Measurement of electroporation efficiency

Electrocompetent cells of all the strains were prepared by the method of Holo [32], and 2.5 µg of plasmid pNZ8048 DNA were added to 0.1 mL of competent cells. After electroporation, the cells were cultured in plates containing 15 µg/mL chloramphenicol for the selection of chloramphenicol-resistant transformants. The transformants were enumerated after 2 days of incubation at 30 °C, and the experiment was repeated three times.

Microarray analysis of mutants’ phenotype

The metabolism of the wild strain and mutants was examined with GP2 MicroPlate™ using phenotype microarrays system (Biolog, California, USA). Sample preparation and assays were conducted according to the manufacturer’s instructions. In brief, Lactococcus cells on the surface of solid medium were collected using cotton swab and suspended in inoculating fluid (0.40% NaCl, 0.03% Pluronics F-68, and 0.02% Gellan Gum) (Biolog, California, USA). The cell density was equalized, and 150 µL of the cells suspension were pipetted into GP2 plates with various substrates, respectively.
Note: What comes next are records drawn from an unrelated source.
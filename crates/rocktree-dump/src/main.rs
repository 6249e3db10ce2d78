//! Download a bounding box of Google Earth mesh data as an OBJ model.
//!
//! Run: `cargo run -p rocktree-dump -- --bbox "43.7235,10.3945,43.7225,10.3965"`

use std::path::PathBuf;
use std::sync::Arc;

use anyhow::{Context, Result};
use clap::Parser;
use rocktree::{Cache, Client, DataSource, MemoryCache, NoCache};
use rocktree_dump::app::{self, DumpSource};
use rocktree_dump::config::{DEFAULT_SCALE, default_output_dir};
use rocktree_dump::{
    DEFAULT_PARALLELISM, DEFAULT_START_DEPTH, DumpConfig, MAX_OCTANT_DEPTH, OctantBox,
    SearchConfig, parse_bbox, parse_dms,
};
use tracing_subscriber::EnvFilter;

/// Download Google Earth 3D mesh data inside a bounding box.
#[derive(Parser, Debug)]
#[command(name = "rocktree-dump")]
#[command(about = "Downloads Google Earth 3D meshes inside a bounding box as a textured OBJ model")]
struct Args {
    /// Bounding box as "lat1,lon1,lat2,lon2"; corners in any order.
    #[arg(long, conflicts_with_all = ["from", "to"], required_unless_present_all = ["from", "to"])]
    bbox: Option<String>,

    /// First corner in degrees-minutes-seconds, e.g. 43°43'23"N 10°23'45"E.
    #[arg(long, requires = "to")]
    from: Option<String>,

    /// Opposite corner in degrees-minutes-seconds.
    #[arg(long, requires = "from")]
    to: Option<String>,

    /// Deepest octant level to download.
    #[arg(long, default_value_t = MAX_OCTANT_DEPTH)]
    max_depth: usize,

    /// Octant level the download starts from.
    #[arg(long, default_value_t = DEFAULT_START_DEPTH)]
    start_depth: usize,

    /// Concurrent search branches.
    #[arg(long, default_value_t = DEFAULT_PARALLELISM)]
    parallelism: usize,

    /// Search one branch at a time.
    #[arg(long, conflicts_with = "parallelism")]
    serial: bool,

    /// Queue deeper branches behind the starting octant's children.
    #[arg(long)]
    prioritize_root: bool,

    /// Output directory [default: downloaded_files/obj/<unix seconds>].
    #[arg(long)]
    output_dir: Option<PathBuf>,

    /// Endpoint prefix for all requests.
    #[arg(long, default_value = rocktree::DEFAULT_BASE_URL)]
    url_prefix: String,

    /// Keep fetched bulks and nodes in memory.
    #[arg(long)]
    cache: bool,

    /// Save every node response under raw/.
    #[arg(long)]
    dump_raw: bool,

    /// Save a JSON summary of every node under json/.
    #[arg(long)]
    dump_json: bool,

    /// Also write a recentred and rescaled model.sc.obj.
    #[arg(long)]
    normalize: bool,

    /// Longest side of the normalized model.
    #[arg(long, default_value_t = DEFAULT_SCALE)]
    scale: f64,

    /// Print the octants inside the area as JSON and exit.
    #[arg(long)]
    octants_only: bool,
}

impl Args {
    fn area(&self) -> Result<OctantBox> {
        if let Some(bbox) = &self.bbox {
            return parse_bbox(bbox).context("Invalid --bbox");
        }
        let (Some(from), Some(to)) = (&self.from, &self.to) else {
            anyhow::bail!("Either --bbox or both --from and --to are required");
        };
        let from = parse_dms(from).context("Invalid --from")?;
        let to = parse_dms(to).context("Invalid --to")?;
        OctantBox::from_corners(from, to).context("Invalid bounding box")
    }

    fn config(&self) -> DumpConfig {
        DumpConfig {
            url_prefix: self.url_prefix.clone(),
            max_depth: self.max_depth,
            start_depth: self.start_depth,
            search: SearchConfig {
                parallelism: if self.serial { 1 } else { self.parallelism },
                prioritize_root: self.prioritize_root,
            },
            output_dir: self.output_dir.clone().unwrap_or_else(default_output_dir),
            cache: self.cache,
            dump_raw: self.dump_raw,
            dump_json: self.dump_json,
            normalize: self.normalize,
            scale: self.scale,
        }
    }
}

async fn octants_only<S: DataSource>(
    source: Arc<S>,
    config: &DumpConfig,
    rect: OctantBox,
) -> Result<()> {
    let planetoid = source
        .fetch_planetoid()
        .await
        .context("Failed to fetch planetoid metadata")?;
    let found = app::find_octants(source, planetoid.root_epoch, rect, config.max_depth).await?;
    println!("{}", serde_json::to_string_pretty(&found.to_json())?);
    Ok(())
}

async fn dump<C: Cache + 'static>(
    client: Client<C>,
    config: &DumpConfig,
    rect: OctantBox,
    only_octants: bool,
) -> Result<()> {
    let client = client.with_base_url(config.url_prefix.as_str());
    if only_octants {
        return octants_only(Arc::new(client), config, rect).await;
    }

    let source = Arc::new(DumpSource::new(client, app::raw_dir(config)?));
    let summary = app::run(source, config, rect).await?;

    println!("Octants in area: {}", summary.octants);
    println!("Nodes downloaded: {}", summary.downloaded);
    println!(
        "Vertices: {}, UVs: {}, normals: {}",
        summary.counters.vertices, summary.counters.uvs, summary.counters.normals
    );
    println!("Output: {}", summary.output_dir.display());
    if let Some(normalized) = summary.normalized {
        println!("Normalized: {}", normalized.display());
    }
    Ok(())
}

#[tokio::main]
async fn main() -> Result<()> {
    tracing_subscriber::fmt()
        .with_env_filter(
            EnvFilter::try_from_default_env().unwrap_or_else(|_| EnvFilter::new("info")),
        )
        .init();

    let args = Args::parse();
    let rect = args.area()?;
    let config = args.config();
    tracing::info!(
        "Area N {} S {} E {} W {}, depths {}..={}",
        rect.north,
        rect.south,
        rect.east,
        rect.west,
        config.start_depth,
        config.max_depth
    );

    if config.cache {
        dump(Client::with_cache(MemoryCache::new()), &config, rect, args.octants_only).await
    } else {
        dump(Client::<NoCache>::new(), &config, rect, args.octants_only).await
    }
}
Then, the plates were incubated in OmniLog® instrument (Biolog, California, USA) at 30 °C for 24 h. The data were automatically recorded every 30 min, and were analyzed by OL-OM software (version 3.0) (Biolog, California, USA).

Sequencing and analysis of L. lactis 9k-5A genome

The genomic DNA of L. lactis 9k-5A was extracted and purified, and then quantified using Nanodrop 2000 spectrophotometer (Thermo Scientific, USA). The L. lactis 9k-5A genome was sequenced by Shanghai Majorbio Bio-pharm Technology Co. (Shanghai, China) using Illumina MiSeq platform with a paired-end library. Following trimming and merging, the reads were assembled de novo using SOAP denovo V2.04 [34]. Open reading frames (ORFs) were predicted using Glimmer 3.02 program [35], and annotated by comparison with NCBI-NR and KEGG databases using BLASTp (BLAST 2/2/28+). Furthermore, tRNA and rRNA were predicted using tRNA scan-SE v. 1.3.1 and Barr nap 0.4.2 (www.vicbioinformatics.com/software.barrnap.shtml) programs, respectively [36].

Transcriptome analyses of mutants

The total RNA of L. lactis 9k, L. lactis 9k-4A, and L. lactis 9k-5A strains cultured in GM17 to an OD600 of 0.8 was extracted and purified by TRIzol kit (Promega USA), sequenced on Illumina sequencing platform, and analyzed by Genedenovo Biotechnology Co., Ltd (Guangzhou, China). Each sample was prepared in triplicate. The transcription of genes malD, purF, galE, and galK was measured through quantitative real-time PCR (RT-qPCR) to recheck the transcriptomic data. All RT-qPCR reactions were repeated independently three times. Data analysis was conducted by using comparative CT (2−∆∆CT) method with the housekeeping gene rpoB [37] as control. Transcription with more than twofold changes was regarded as significant difference [38].

Statistical analysis

The data obtained are reported as mean ± standard deviation (SD). The difference between two groups was compared by t-test with P < 0.05 considered as significant.